■ Source material
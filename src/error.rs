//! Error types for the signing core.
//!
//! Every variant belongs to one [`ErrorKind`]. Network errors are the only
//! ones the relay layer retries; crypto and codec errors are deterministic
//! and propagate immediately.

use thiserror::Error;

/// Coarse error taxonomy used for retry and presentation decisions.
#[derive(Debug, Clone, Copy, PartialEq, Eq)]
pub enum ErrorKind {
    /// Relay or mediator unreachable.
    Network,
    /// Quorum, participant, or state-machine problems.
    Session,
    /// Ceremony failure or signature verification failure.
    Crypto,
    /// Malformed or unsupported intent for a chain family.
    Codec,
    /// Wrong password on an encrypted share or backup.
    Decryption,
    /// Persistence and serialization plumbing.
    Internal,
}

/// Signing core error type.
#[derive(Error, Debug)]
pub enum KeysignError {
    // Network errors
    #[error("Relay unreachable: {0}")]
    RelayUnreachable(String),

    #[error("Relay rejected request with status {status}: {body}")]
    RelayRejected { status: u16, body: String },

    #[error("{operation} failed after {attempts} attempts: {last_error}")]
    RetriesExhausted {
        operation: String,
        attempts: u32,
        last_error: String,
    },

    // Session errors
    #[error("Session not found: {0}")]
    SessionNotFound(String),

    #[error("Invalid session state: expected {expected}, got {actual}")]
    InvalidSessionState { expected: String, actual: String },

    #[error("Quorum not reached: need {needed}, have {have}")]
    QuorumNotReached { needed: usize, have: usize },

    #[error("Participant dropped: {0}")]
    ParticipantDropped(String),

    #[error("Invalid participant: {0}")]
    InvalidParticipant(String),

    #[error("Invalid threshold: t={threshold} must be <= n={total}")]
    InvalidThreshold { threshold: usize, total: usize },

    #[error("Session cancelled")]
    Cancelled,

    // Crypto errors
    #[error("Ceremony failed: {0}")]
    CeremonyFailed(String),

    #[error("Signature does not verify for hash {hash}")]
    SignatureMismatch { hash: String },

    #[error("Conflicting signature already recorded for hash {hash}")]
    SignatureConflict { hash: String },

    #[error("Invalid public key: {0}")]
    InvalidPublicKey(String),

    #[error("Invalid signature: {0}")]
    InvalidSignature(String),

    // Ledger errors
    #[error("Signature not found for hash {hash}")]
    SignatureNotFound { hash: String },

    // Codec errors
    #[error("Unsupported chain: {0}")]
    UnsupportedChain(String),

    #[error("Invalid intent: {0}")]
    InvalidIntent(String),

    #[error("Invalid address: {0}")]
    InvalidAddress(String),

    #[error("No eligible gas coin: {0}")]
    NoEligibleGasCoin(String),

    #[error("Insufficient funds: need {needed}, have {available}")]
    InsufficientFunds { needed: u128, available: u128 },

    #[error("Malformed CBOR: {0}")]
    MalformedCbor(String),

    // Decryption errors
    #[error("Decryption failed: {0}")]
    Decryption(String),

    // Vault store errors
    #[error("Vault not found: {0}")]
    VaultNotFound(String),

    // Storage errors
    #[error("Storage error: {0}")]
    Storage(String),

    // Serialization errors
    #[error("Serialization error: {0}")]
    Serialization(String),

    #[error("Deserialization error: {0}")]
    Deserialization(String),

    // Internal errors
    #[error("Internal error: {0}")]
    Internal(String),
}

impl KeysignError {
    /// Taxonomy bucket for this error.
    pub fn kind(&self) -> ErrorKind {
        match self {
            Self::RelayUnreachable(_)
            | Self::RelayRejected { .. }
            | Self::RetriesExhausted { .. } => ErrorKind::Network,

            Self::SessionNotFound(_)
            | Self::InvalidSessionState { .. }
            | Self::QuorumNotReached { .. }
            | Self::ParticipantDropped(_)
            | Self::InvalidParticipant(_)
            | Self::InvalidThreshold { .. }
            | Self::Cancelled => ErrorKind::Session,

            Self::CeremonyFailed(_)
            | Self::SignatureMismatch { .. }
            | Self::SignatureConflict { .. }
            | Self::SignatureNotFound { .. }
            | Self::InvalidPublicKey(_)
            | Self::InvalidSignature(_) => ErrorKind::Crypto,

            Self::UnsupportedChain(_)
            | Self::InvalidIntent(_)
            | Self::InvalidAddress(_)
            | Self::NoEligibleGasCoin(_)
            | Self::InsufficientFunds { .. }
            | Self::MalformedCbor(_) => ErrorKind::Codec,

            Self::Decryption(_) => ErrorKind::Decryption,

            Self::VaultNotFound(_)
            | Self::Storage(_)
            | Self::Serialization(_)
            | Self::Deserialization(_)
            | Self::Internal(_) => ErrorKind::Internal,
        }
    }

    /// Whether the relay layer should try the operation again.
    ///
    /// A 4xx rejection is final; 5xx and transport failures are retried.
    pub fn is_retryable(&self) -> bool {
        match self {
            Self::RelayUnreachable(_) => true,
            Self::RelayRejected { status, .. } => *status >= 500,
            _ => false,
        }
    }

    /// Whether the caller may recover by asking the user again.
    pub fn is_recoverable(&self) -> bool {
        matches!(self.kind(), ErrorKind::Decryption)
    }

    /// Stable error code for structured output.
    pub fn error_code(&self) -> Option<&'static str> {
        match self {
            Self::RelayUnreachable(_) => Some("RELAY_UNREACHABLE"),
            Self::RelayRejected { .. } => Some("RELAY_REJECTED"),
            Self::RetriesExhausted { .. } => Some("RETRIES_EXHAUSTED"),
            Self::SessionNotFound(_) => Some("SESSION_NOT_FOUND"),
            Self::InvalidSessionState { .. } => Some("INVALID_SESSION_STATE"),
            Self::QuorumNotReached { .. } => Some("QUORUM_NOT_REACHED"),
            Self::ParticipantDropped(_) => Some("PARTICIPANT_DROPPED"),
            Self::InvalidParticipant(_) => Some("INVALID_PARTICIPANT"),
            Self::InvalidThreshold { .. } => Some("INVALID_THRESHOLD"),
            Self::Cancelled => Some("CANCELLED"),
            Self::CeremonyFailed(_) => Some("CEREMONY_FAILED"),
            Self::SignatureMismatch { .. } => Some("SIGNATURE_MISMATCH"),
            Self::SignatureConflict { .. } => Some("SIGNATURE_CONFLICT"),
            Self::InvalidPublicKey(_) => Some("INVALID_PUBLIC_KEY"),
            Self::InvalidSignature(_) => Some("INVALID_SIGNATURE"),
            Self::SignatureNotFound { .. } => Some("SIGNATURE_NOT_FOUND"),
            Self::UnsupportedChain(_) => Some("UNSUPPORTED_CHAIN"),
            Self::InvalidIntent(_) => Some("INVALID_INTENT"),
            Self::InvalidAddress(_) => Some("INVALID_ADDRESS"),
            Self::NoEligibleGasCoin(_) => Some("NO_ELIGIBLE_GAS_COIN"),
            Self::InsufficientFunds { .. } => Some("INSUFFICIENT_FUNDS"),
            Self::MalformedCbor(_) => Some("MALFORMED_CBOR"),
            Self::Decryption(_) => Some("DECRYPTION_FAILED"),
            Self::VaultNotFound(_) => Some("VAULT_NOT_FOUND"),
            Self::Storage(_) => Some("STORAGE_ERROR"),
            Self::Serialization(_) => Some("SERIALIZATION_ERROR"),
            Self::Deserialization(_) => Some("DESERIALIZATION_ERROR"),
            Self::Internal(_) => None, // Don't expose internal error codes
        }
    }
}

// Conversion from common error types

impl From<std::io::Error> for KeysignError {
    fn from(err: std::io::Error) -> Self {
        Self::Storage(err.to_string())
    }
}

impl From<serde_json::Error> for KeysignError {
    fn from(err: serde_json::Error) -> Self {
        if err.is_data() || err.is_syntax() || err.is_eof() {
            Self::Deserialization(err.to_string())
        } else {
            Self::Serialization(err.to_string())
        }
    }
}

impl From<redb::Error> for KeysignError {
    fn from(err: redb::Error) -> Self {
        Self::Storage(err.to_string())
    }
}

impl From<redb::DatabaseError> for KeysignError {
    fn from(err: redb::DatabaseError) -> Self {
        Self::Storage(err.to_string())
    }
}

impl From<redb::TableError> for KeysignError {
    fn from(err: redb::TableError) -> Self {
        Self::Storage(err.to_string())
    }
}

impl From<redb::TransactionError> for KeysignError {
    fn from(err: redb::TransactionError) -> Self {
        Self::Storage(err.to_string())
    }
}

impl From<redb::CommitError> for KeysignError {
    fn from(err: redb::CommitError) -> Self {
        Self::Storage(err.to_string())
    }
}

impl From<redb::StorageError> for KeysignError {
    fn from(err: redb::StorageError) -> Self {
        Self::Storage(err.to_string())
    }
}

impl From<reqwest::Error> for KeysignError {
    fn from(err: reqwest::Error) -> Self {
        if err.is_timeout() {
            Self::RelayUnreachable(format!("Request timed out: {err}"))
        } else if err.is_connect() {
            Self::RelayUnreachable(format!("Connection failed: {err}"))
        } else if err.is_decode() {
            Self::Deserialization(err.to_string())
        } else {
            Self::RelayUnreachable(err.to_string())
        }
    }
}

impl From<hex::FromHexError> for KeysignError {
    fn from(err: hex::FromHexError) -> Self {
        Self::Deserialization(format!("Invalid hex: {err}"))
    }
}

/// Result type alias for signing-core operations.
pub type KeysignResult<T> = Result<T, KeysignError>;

■ Work task
Look through the records and copy down every line that holds "expected".

■ Reply to the exercise
    #[error("Invalid session state: expected {expected}, got {actual}")]
    InvalidSessionState { expected: String, actual: String },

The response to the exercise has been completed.